In News: New directions from Computer Emergency Response Team (CERT-In) for regulating VPN providers will be effective from June 28.
- The rule mandates VPN providers to record and keep their customers’ logs for 180 days.
- It requires the firms to collect and store customer data for up to five years.
- It further mandated that any cybercrime recorded must be reported to the CERT within 6 hours of the crime.
- The directions applicable to data centres, virtual private server (VPS) providers, cloud service providers, virtual asset service providers, virtual asset exchange providers, custodian wallet providers and Government organisations.
- Firms that provide Internet proxy-like services through VPN technologies also come under the ambit of the new rule.
- Corporate entities are not under the scanner.
In response to CERT-In rules many VPN providers are planning to shift servers out of the country or cater to users in India through virtual servers located in Singapore and UK.
What is a virtual server, and what are its uses?
- A virtual server is a simulated server environment built on an actual physical server.
- It recreates the functionality of a dedicated physical server.
- The virtual twin functions like a physical server that runs software.
- It uses resources of the physical server.
- Multiple virtual servers can run on a single physical server.
- Virtualising servers helps reallocate resources for changing workloads.
- Converting one physical server into multiple virtual servers allows organisations to use processing power and resources more efficiently
- Running multiple operating systems and applications on a single physical machine reduces the cost as it consumes less space, hardware.
- Virtualisation also reduces cost as maintaining a virtual server infrastructure is low compared to physical server infrastructure.
- Virtual servers are also said to offers higher security than a physical server infrastructure as the operating system and applications are enclosed in a virtual machine.
- This helps contain security attacks and malicious behaviors inside the virtual machine.
- Virtual servers are also useful in testing and debugging applications in different operating systems and versions without having to manually install and run them in several physical machines.

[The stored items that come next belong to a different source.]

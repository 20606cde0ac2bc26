//! Per-file synchronization: feeds stored sync state and the live remote
//! entity-tag into [`decide`] and turns the verdict into queued work.

use camino::{Utf8Path, Utf8PathBuf};
use reqwest::{Method, StatusCode};
use std::sync::Arc;
use stratus_core::path_utils::RemotePath;
use stratus_core::{
    decide, RemoteFileState, SyncVerdict, TransferDirection, TransferId, TransferRecord,
};
use stratus_infra::net::{RequestContext, TransferClient, TransferRequest};
use stratus_persistence::{FileSyncStore, TransferRecordStore};
use tokio_util::sync::CancellationToken;

use crate::io_utils::robust_rename;
use crate::scheduler::TransferScheduler;
use crate::transfer::{status_error, unix_mtime};
use crate::{DavEndpoints, TransferError};

#[derive(Debug, Clone, PartialEq, Eq)]
pub enum SyncDecision {
    AlreadySynchronized,
    UploadEnqueued(TransferId),
    DownloadEnqueued(TransferId),
    ConflictDetected(String),
    ConflictResolvedWithCopy(Utf8PathBuf),
    FileNotFound,
}

#[derive(Debug, Clone)]
pub struct SyncRequest {
    pub account: String,
    pub remote_path: String,
    pub local_path: Utf8PathBuf,
    pub mime_type: String,
    pub space_id: Option<String>,
}

impl SyncRequest {
    pub fn new(
        account: impl Into<String>,
        remote_path: impl Into<String>,
        local_path: impl Into<Utf8PathBuf>,
    ) -> Self {
        Self {
            account: account.into(),
            remote_path: RemotePath::normalize(&remote_path.into()),
            local_path: local_path.into(),
            mime_type: "application/octet-stream".to_string(),
            space_id: None,
        }
    }
}

/// What the server currently holds at one path.
#[derive(Debug, Clone, PartialEq, Eq)]
pub struct RemoteEntry {
    pub state: RemoteFileState,
    /// `Content-Length` of the server copy, when reported.
    pub size: Option<u64>,
}

impl RemoteEntry {
    pub fn missing() -> Self {
        Self {
            state: RemoteFileState::Missing,
            size: None,
        }
    }

    pub fn present(etag: impl Into<String>, size: Option<u64>) -> Self {
        Self {
            state: RemoteFileState::Present { etag: etag.into() },
            size,
        }
    }

    pub fn etag(&self) -> Option<&str> {
        match &self.state {
            RemoteFileState::Present { etag } => Some(etag),
            RemoteFileState::Missing => None,
        }
    }
}

/// Where the current remote entity-tag comes from.
#[async_trait::async_trait]
pub trait RemoteEtagSource: Send + Sync {
    async fn lookup(
        &self,
        remote_path: &str,
        space_id: Option<&str>,
    ) -> Result<RemoteEntry, TransferError>;
}

/// Live lookup through a HEAD request.
pub struct HttpEtagSource {
    client: Arc<dyn TransferClient>,
    endpoints: DavEndpoints,
    cancel: CancellationToken,
}

impl HttpEtagSource {
    pub fn new(
        client: Arc<dyn TransferClient>,
        endpoints: DavEndpoints,
        cancel: CancellationToken,
    ) -> Self {
        Self {
            client,
            endpoints,
            cancel,
        }
    }
}

#[async_trait::async_trait]
impl RemoteEtagSource for HttpEtagSource {
    async fn lookup(
        &self,
        remote_path: &str,
        space_id: Option<&str>,
    ) -> Result<RemoteEntry, TransferError> {
        let url = self.endpoints.file_url(remote_path, space_id)?;
        let resp = self
            .client
            .send(
                TransferRequest::new(Method::HEAD, url.clone()),
                &RequestContext::new(self.cancel.clone()),
            )
            .await?;
        if resp.status == StatusCode::NOT_FOUND || resp.status == StatusCode::GONE {
            return Ok(RemoteEntry::missing());
        }
        if !resp.status.is_success() {
            return Err(status_error("HEAD", &url, &resp));
        }
        let etag = resp.etag().ok_or(TransferError::MissingHeader {
            header: "ETag",
            context: "remote state lookup",
        })?;
        Ok(RemoteEntry::present(etag, resp.header_u64("Content-Length")))
    }
}

pub struct SyncService {
    store: Arc<dyn TransferRecordStore>,
    files: Arc<dyn FileSyncStore>,
    remote: Arc<dyn RemoteEtagSource>,
    scheduler: Option<TransferScheduler>,
}

fn disk_mtime(path: &Utf8Path) -> Option<(i64, u64)> {
    let meta = std::fs::metadata(path).ok().filter(|m| m.is_file())?;
    Some((unix_mtime(&meta).unwrap_or_default(), meta.len()))
}

impl SyncService {
    pub fn new(
        store: Arc<dyn TransferRecordStore>,
        files: Arc<dyn FileSyncStore>,
        remote: Arc<dyn RemoteEtagSource>,
    ) -> Self {
        Self {
            store,
            files,
            remote,
            scheduler: None,
        }
    }

    /// Hand enqueued records straight to a running scheduler.
    pub fn with_scheduler(mut self, scheduler: TransferScheduler) -> Self {
        self.scheduler = Some(scheduler);
        self
    }

    pub async fn synchronize(&self, req: &SyncRequest) -> Result<SyncDecision, TransferError> {
        let mut stored = self
            .files
            .load_file_state(&req.account, &req.remote_path)?
            .unwrap_or_default();
        let disk = disk_mtime(&req.local_path);
        let local = stored.to_local_state(disk.map(|(mtime, _)| mtime));
        let remote = self
            .remote
            .lookup(&req.remote_path, req.space_id.as_deref())
            .await?;

        let verdict = decide(&local, &remote.state);
        tracing::debug!(remote = %req.remote_path, ?verdict, "sync decision");
        match verdict {
            SyncVerdict::AlreadySynchronized => Ok(SyncDecision::AlreadySynchronized),
            SyncVerdict::FileNotFound => Ok(SyncDecision::FileNotFound),
            SyncVerdict::Upload => {
                let size = disk.map(|(_, len)| len).unwrap_or_default();
                let mut record = TransferRecord::new_upload(
                    req.account.as_str(),
                    req.local_path.as_str(),
                    req.remote_path.as_str(),
                    req.mime_type.as_str(),
                    size,
                );
                // Refuse to overwrite a server copy we have not seen.
                if let Some(etag) = &stored.synced_etag {
                    record = record.with_required_etag(etag.as_str());
                }
                self.enqueue(record, req).map(SyncDecision::UploadEnqueued)
            }
            SyncVerdict::Download => self
                .enqueue_download(req, remote.size.unwrap_or_default())
                .map(SyncDecision::DownloadEnqueued),
            SyncVerdict::Conflict { remote_etag } => {
                tracing::info!(remote = %req.remote_path, etag = %remote_etag, "conflict detected");
                stored.conflict_etag = Some(remote_etag.clone());
                self.files
                    .save_file_state(&req.account, &req.remote_path, &stored)?;
                Ok(SyncDecision::ConflictDetected(remote_etag))
            }
        }
    }

    /// Keep the local edit under a "conflicted copy" name and fetch the server version.
    ///
    /// Only valid after [`Self::synchronize`] recorded a conflict for the file.
    pub async fn resolve_with_copy(
        &self,
        req: &SyncRequest,
    ) -> Result<SyncDecision, TransferError> {
        let mut stored = self
            .files
            .load_file_state(&req.account, &req.remote_path)?
            .unwrap_or_default();
        if stored.conflict_etag.is_none() {
            return Err(TransferError::NoConflict {
                remote_path: req.remote_path.clone(),
            });
        }
        let remote = self
            .remote
            .lookup(&req.remote_path, req.space_id.as_deref())
            .await?;

        let file_name = req.local_path.file_name().ok_or_else(|| {
            TransferError::invalid(format!("{} has no file name", req.local_path))
        })?;
        let stamp = chrono::Local::now().format("%Y-%m-%d %H%M%S").to_string();
        let copy = req
            .local_path
            .with_file_name(RemotePath::conflicted_copy_name(file_name, &stamp));

        if disk_mtime(&req.local_path).is_some() {
            robust_rename(&req.local_path, &copy)
                .await
                .map_err(|source| TransferError::LocalIo {
                    path: req.local_path.to_string(),
                    source,
                })?;
            tracing::info!(from = %req.local_path, to = %copy, "kept local edit as conflicted copy");
        }

        stored.conflict_etag = None;
        self.files
            .save_file_state(&req.account, &req.remote_path, &stored)?;

        self.enqueue_download(req, remote.size.unwrap_or_default())?;
        Ok(SyncDecision::ConflictResolvedWithCopy(copy))
    }

    fn enqueue_download(&self, req: &SyncRequest, size: u64) -> Result<TransferId, TransferError> {
        let record = TransferRecord::new_download(
            req.account.as_str(),
            req.remote_path.as_str(),
            req.local_path.as_str(),
            size,
        );
        self.enqueue(record, req)
    }

    /// Insert `record` unless an unfinished transfer for the same file and
    /// direction exists; that one is reused.
    fn enqueue(
        &self,
        mut record: TransferRecord,
        req: &SyncRequest,
    ) -> Result<TransferId, TransferError> {
        if let Some(space) = &req.space_id {
            record = record.with_space(space.as_str());
        }
        let existing = self
            .store
            .list_by_account(&req.account)?
            .into_iter()
            .find(|r| {
                !r.status.is_terminal()
                    && r.direction == record.direction
                    && r.remote_path == record.remote_path
            });
        let id = match existing {
            Some(r) => {
                tracing::debug!(transfer = %r.id, "reusing pending transfer");
                r.id
            }
            None => {
                self.store.insert(&record)?;
                let kind = match record.direction {
                    TransferDirection::Upload => "upload",
                    TransferDirection::Download => "download",
                };
                tracing::info!(transfer = %record.id, remote = %record.remote_path, "{kind} enqueued");
                record.id
            }
        };
        if let Some(scheduler) = &self.scheduler {
            scheduler.enqueue(&id);
        }
        Ok(id)
    }
}
use bytes::Bytes;
use camino::{Utf8Path, Utf8PathBuf};
use futures::Stream;
use md5::Context;
use std::fs::File;
use std::io::{Read, Seek, SeekFrom};
use tokio::io::{AsyncReadExt, AsyncSeekExt};
use tokio_util::io::ReaderStream;

/// Read buffer used for hashing and streamed request bodies.
const READ_BUF: usize = 64 * 1024;

/// Windows hashed per pass when computing a whole-file checksum.
const CHECKSUM_WINDOW: u64 = 8 * 1024 * 1024;

#[derive(Debug, thiserror::Error)]
pub enum ChecksumError {
    #[error("IO error: {0}")]
    Io(#[from] std::io::Error),
    #[error("window {offset}+{len} is outside a file of {file_len} bytes")]
    OutOfRange { offset: u64, len: u64, file_len: u64 },
}

/// Bounded-window access to a local file.
#[derive(Debug, Clone)]
pub struct ChunkReader {
    path: Utf8PathBuf,
    len: u64,
}

impl ChunkReader {
    pub fn open(path: &Utf8Path) -> Result<Self, ChecksumError> {
        let meta = std::fs::metadata(path)?;
        if !meta.is_file() {
            return Err(ChecksumError::Io(std::io::Error::new(
                std::io::ErrorKind::NotFound,
                format!("{path} is not a regular file"),
            )));
        }
        Ok(Self {
            path: path.to_path_buf(),
            len: meta.len(),
        })
    }

    pub fn path(&self) -> &Utf8Path {
        &self.path
    }

    pub fn len(&self) -> u64 {
        self.len
    }

    pub fn is_empty(&self) -> bool {
        self.len == 0
    }

    fn check_range(&self, offset: u64, len: u64) -> Result<(), ChecksumError> {
        if offset.checked_add(len).map_or(true, |end| end > self.len) {
            return Err(ChecksumError::OutOfRange {
                offset,
                len,
                file_len: self.len,
            });
        }
        Ok(())
    }

    /// Read `[offset, offset + len)` into memory.
    pub fn read_window(&self, offset: u64, len: u64) -> Result<Vec<u8>, ChecksumError> {
        self.check_range(offset, len)?;
        let mut file = File::open(&self.path)?;
        file.seek(SeekFrom::Start(offset))?;
        let mut buf = Vec::with_capacity(len as usize);
        file.take(len).read_to_end(&mut buf)?;
        if (buf.len() as u64) < len {
            return Err(ChecksumError::Io(std::io::Error::new(
                std::io::ErrorKind::UnexpectedEof,
                format!("{} shrank while reading", self.path),
            )));
        }
        Ok(buf)
    }

    /// `(offset, len)` pairs covering the file in windows of at most `window` bytes.
    pub fn windows(&self, window: u64) -> Vec<(u64, u64)> {
        let window = window.max(1);
        let mut out = Vec::new();
        let mut offset = 0;
        while offset < self.len {
            let len = window.min(self.len - offset);
            out.push((offset, len));
            offset += len;
        }
        out
    }

    /// Stream `[offset, offset + len)` without loading it into memory.
    pub async fn window_stream(
        &self,
        offset: u64,
        len: u64,
    ) -> Result<impl Stream<Item = std::io::Result<Bytes>> + Send + 'static, ChecksumError> {
        self.check_range(offset, len)?;
        let mut file = tokio::fs::File::open(self.path.as_std_path()).await?;
        file.seek(SeekFrom::Start(offset)).await?;
        Ok(ReaderStream::with_capacity(file.take(len), READ_BUF))
    }

    /// MD5 over the whole file, read one window at a time.
    pub fn checksum(&self) -> Result<String, ChecksumError> {
        let file = File::open(&self.path)?;
        let mut reader = std::io::BufReader::with_capacity(READ_BUF, file);
        let mut hasher = Context::new();
        let mut buf = vec![0u8; READ_BUF];
        let mut hashed = 0u64;

        loop {
            let mut window = reader.by_ref().take(CHECKSUM_WINDOW);
            let mut copied = 0u64;
            loop {
                let n = window.read(&mut buf)?;
                if n == 0 {
                    break;
                }
                hasher.consume(&buf[..n]);
                copied += n as u64;
            }
            hashed += copied;
            if copied == 0 {
                break;
            }
        }

        tracing::debug!("hashed {hashed} bytes of {}", self.path);
        Ok(format!("MD5:{:x}", hasher.finalize()))
    }
}

/// Compute the content checksum string for a file (`MD5:<hex>`).
pub fn file_checksum(path: &Utf8Path) -> Result<String, ChecksumError> {
    ChunkReader::open(path)?.checksum()
}
use stratus_core::path_utils::RemotePath;

pub fn normalize_remote_path(remote_path: &str) -> Result<String, crate::StorageError> {
    if !RemotePath::verify_safe(remote_path) {
        return Err(crate::StorageError::InvalidPath(remote_path.to_string()));
    }
    Ok(RemotePath::normalize(remote_path))
}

Can server relocation and virtualisation help VPN providers circumvent the new rules?
- The rules are applicable to any entity whatsoever in the matter of cyber incidents and cyber security incidents, regardless of whether they have a physical presence in India or not, as long as they deliver services to Indian users.
Virtual Private Network
- Virtual Private Network (VPN) is a service that helps internet users to stay private online by hiding their (Internet Protocol) IP addresses.
- VPN establishes an encrypted connection between the user’s computer and the internet, providing a private tunnel for their data, making them anonymous and blocking anyone from tracking their movements like where they are going or what they are doing.
- It is the IP address – a special number unique to the user’s internet network– that helps websites, law enforcement agencies, cybercriminals or anyone else looking into an individual’s internet activities and track down their accurate location.
- Without a VPN, the user’s IP address is visible to the web. VPNs obscure the user’s internet usage by jumping the signal off multiple servers.
- VPN extends through encrypted connections over the Internet.
- Since the line is encrypted between the network and the device connected to it, the traffic remains private.
Computer Emergency Response Team (CERT-In):
- CERT-In is the national nodal agency for responding to computer security related incidents.
- CERT-In has been operational since 2004.
- It works under Ministry of Electronics and Information Technology
CERT-In has been designated to serve as the national agency to perform the following functions in the area of cyber security:
- Collection, analysis and dissemination of information on cyber incidents.
- Forecast and alerts of cyber security incidents.
Source: The Hindu
Previous Year Question
Q.1) What is a “Virtual Private Network”? (2011)
- It is a private computing network of an organization where remote users can transmit encrypted information through the server of the organization.
- It is a computer network across a public internet that provides users access to their organization’s network while maintaining the security of the information transmitted.
- It is a computer network in which users can access a shared pool of computing resources through a service provider
- None of the statements (a), (b), and (c) given above is a correct description of Virtual Private Network.